■ Description of the task: Exactly as given, reproduce the records in full.

[Dataset entries]
┏━━

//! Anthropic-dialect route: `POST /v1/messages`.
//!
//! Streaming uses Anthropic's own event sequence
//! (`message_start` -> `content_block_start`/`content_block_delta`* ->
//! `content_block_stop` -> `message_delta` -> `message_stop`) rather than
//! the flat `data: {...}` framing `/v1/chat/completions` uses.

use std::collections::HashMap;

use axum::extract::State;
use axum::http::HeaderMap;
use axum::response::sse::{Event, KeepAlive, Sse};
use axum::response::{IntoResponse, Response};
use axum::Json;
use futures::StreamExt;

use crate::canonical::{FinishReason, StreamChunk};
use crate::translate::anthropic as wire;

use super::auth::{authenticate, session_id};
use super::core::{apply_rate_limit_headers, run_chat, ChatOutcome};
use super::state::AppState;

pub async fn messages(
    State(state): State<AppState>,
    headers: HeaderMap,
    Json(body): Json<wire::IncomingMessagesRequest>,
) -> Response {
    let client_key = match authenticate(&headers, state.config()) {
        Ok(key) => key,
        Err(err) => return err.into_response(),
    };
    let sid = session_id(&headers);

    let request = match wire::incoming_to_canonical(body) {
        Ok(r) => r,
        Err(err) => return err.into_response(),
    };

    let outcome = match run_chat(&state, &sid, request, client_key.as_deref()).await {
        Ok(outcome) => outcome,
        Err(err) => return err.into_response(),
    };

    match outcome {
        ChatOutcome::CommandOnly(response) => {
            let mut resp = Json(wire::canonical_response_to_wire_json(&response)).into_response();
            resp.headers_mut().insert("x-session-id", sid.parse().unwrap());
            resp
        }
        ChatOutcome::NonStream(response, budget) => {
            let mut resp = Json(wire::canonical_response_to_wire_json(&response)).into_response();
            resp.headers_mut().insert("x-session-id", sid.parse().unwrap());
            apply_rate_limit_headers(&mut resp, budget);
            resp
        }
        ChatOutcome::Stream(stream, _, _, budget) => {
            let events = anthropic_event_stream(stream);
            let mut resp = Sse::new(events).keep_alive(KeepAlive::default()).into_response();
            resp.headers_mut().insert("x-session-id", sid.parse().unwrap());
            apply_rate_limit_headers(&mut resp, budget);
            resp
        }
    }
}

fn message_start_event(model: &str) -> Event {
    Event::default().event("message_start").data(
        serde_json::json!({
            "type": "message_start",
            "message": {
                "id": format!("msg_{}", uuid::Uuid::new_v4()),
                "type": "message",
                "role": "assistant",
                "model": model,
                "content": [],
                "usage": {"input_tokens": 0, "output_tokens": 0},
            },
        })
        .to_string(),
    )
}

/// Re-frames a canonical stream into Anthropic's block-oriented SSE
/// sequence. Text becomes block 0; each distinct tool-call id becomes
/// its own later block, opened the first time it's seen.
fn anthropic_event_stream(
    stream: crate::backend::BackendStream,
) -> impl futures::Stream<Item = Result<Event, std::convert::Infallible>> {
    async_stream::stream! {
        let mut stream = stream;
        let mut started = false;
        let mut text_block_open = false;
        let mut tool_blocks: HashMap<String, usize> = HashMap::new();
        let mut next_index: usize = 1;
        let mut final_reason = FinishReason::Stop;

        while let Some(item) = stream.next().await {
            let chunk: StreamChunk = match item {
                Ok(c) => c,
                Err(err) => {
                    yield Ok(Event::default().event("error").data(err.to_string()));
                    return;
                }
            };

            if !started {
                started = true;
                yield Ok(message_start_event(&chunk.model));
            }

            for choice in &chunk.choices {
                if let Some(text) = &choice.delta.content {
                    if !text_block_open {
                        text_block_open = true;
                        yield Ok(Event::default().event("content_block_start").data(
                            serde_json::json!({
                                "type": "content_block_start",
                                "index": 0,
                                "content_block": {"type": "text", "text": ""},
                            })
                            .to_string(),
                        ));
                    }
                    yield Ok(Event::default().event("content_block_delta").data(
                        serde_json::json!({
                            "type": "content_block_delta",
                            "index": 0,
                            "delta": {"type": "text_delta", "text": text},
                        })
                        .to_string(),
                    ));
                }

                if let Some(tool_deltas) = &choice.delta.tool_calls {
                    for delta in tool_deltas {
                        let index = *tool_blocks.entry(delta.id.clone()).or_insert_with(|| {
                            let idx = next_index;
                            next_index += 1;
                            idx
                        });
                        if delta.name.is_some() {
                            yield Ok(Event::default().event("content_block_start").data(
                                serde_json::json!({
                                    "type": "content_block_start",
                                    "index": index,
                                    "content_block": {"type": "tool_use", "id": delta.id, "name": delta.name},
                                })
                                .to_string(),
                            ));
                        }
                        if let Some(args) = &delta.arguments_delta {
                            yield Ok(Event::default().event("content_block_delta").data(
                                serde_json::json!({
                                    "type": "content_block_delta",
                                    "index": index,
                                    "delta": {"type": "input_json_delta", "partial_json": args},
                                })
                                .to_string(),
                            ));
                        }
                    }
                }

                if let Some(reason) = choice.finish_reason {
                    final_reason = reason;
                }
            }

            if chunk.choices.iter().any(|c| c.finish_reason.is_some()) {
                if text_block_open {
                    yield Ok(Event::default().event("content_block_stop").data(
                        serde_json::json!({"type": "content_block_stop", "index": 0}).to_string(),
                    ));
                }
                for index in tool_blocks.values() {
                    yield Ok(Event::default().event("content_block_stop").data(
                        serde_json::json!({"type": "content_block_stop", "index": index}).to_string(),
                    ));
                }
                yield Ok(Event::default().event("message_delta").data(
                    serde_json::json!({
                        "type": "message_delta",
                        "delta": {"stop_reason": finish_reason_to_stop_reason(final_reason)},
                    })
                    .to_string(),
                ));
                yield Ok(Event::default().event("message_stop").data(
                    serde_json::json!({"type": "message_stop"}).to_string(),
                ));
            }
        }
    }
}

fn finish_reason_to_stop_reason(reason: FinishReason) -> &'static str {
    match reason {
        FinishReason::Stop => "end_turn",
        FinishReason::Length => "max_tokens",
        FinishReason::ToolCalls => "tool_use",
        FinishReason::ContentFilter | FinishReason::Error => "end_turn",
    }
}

┗━━

■ Final answer:
//! Anthropic-dialect route: `POST /v1/messages`.
//!
//! Streaming uses Anthropic's own event sequence
//! (`message_start` -> `content_block_start`/`content_block_delta`* ->
//! `content_block_stop` -> `message_delta` -> `message_stop`) rather than
//! the flat `data: {...}` framing `/v1/chat/completions` uses.

use std::collections::HashMap;

use axum::extract::State;
use axum::http::HeaderMap;
use axum::response::sse::{Event, KeepAlive, Sse};
use axum::response::{IntoResponse, Response};
use axum::Json;
use futures::StreamExt;

use crate::canonical::{FinishReason, StreamChunk};
use crate::translate::anthropic as wire;

use super::auth::{authenticate, session_id};
use super::core::{apply_rate_limit_headers, run_chat, ChatOutcome};
use super::state::AppState;

pub async fn messages(
    State(state): State<AppState>,
    headers: HeaderMap,
    Json(body): Json<wire::IncomingMessagesRequest>,
) -> Response {
    let client_key = match authenticate(&headers, state.config()) {
        Ok(key) => key,
        Err(err) => return err.into_response(),
    };
    let sid = session_id(&headers);

    let request = match wire::incoming_to_canonical(body) {
        Ok(r) => r,
        Err(err) => return err.into_response(),
    };

    let outcome = match run_chat(&state, &sid, request, client_key.as_deref()).await {
        Ok(outcome) => outcome,
        Err(err) => return err.into_response(),
    };

    match outcome {
        ChatOutcome::CommandOnly(response) => {
            let mut resp = Json(wire::canonical_response_to_wire_json(&response)).into_response();
            resp.headers_mut().insert("x-session-id", sid.parse().unwrap());
            resp
        }
        ChatOutcome::NonStream(response, budget) => {
            let mut resp = Json(wire::canonical_response_to_wire_json(&response)).into_response();
            resp.headers_mut().insert("x-session-id", sid.parse().unwrap());
            apply_rate_limit_headers(&mut resp, budget);
            resp
        }
        ChatOutcome::Stream(stream, _, _, budget) => {
            let events = anthropic_event_stream(stream);
            let mut resp = Sse::new(events).keep_alive(KeepAlive::default()).into_response();
            resp.headers_mut().insert("x-session-id", sid.parse().unwrap());
            apply_rate_limit_headers(&mut resp, budget);
            resp
        }
    }
}

fn message_start_event(model: &str) -> Event {
    Event::default().event("message_start").data(
        serde_json::json!({
            "type": "message_start",
            "message": {
                "id": format!("msg_{}", uuid::Uuid::new_v4()),
                "type": "message",
                "role": "assistant",
                "model": model,
                "content": [],
                "usage": {"input_tokens": 0, "output_tokens": 0},
            },
        })
        .to_string(),
    )
}

/// Re-frames a canonical stream into Anthropic's block-oriented SSE
/// sequence. Text becomes block 0; each distinct tool-call id becomes
/// its own later block, opened the first time it's seen.
fn anthropic_event_stream(
    stream: crate::backend::BackendStream,
) -> impl futures::Stream<Item = Result<Event, std::convert::Infallible>> {
    async_stream::stream! {
        let mut stream = stream;
        let mut started = false;
        let mut text_block_open = false;
        let mut tool_blocks: HashMap<String, usize> = HashMap::new();
        let mut next_index: usize = 1;
        let mut final_reason = FinishReason::Stop;

        while let Some(item) = stream.next().await {
            let chunk: StreamChunk = match item {
                Ok(c) => c,
                Err(err) => {
                    yield Ok(Event::default().event("error").data(err.to_string()));
                    return;
                }
            };

            if !started {
                started = true;
                yield Ok(message_start_event(&chunk.model));
            }

            for choice in &chunk.choices {
                if let Some(text) = &choice.delta.content {
                    if !text_block_open {
                        text_block_open = true;
                        yield Ok(Event::default().event("content_block_start").data(
                            serde_json::json!({
                                "type": "content_block_start",
                                "index": 0,
                                "content_block": {"type": "text", "text": ""},
                            })
                            .to_string(),
                        ));
                    }
                    yield Ok(Event::default().event("content_block_delta").data(
                        serde_json::json!({
                            "type": "content_block_delta",
                            "index": 0,
                            "delta": {"type": "text_delta", "text": text},
                        })
                        .to_string(),
                    ));
                }

                if let Some(tool_deltas) = &choice.delta.tool_calls {
                    for delta in tool_deltas {
                        let index = *tool_blocks.entry(delta.id.clone()).or_insert_with(|| {
                            let idx = next_index;
                            next_index += 1;
                            idx
                        });
                        if delta.name.is_some() {
                            yield Ok(Event::default().event("content_block_start").data(
                                serde_json::json!({
                                    "type": "content_block_start",
                                    "index": index,
                                    "content_block": {"type": "tool_use", "id": delta.id, "name": delta.name},
                                })
                                .to_string(),
                            ));
                        }
                        if let Some(args) = &delta.arguments_delta {
                            yield Ok(Event::default().event("content_block_delta").data(
                                serde_json::json!({
                                    "type": "content_block_delta",
                                    "index": index,
                                    "delta": {"type": "input_json_delta", "partial_json": args},
                                })
                                .to_string(),
                            ));
                        }
                    }
                }

                if let Some(reason) = choice.finish_reason {
                    final_reason = reason;
                }
            }

            if chunk.choices.iter().any(|c| c.finish_reason.is_some()) {
                if text_block_open {
                    yield Ok(Event::default().event("content_block_stop").data(
                        serde_json::json!({"type": "content_block_stop", "index": 0}).to_string(),
                    ));
                }
                for index in tool_blocks.values() {
                    yield Ok(Event::default().event("content_block_stop").data(
                        serde_json::json!({"type": "content_block_stop", "index": index}).to_string(),
                    ));
                }
                yield Ok(Event::default().event("message_delta").data(
                    serde_json::json!({
                        "type": "message_delta",
                        "delta": {"stop_reason": finish_reason_to_stop_reason(final_reason)},
                    })
                    .to_string(),
                ));
                yield Ok(Event::default().event("message_stop").data(
                    serde_json::json!({"type": "message_stop"}).to_string(),
                ));
            }
        }
    }
}

fn finish_reason_to_stop_reason(reason: FinishReason) -> &'static str {
    match reason {
        FinishReason::Stop => "end_turn",
        FinishReason::Length => "max_tokens",
        FinishReason::ToolCalls => "tool_use",
        FinishReason::ContentFilter | FinishReason::Error => "end_turn",
    }
}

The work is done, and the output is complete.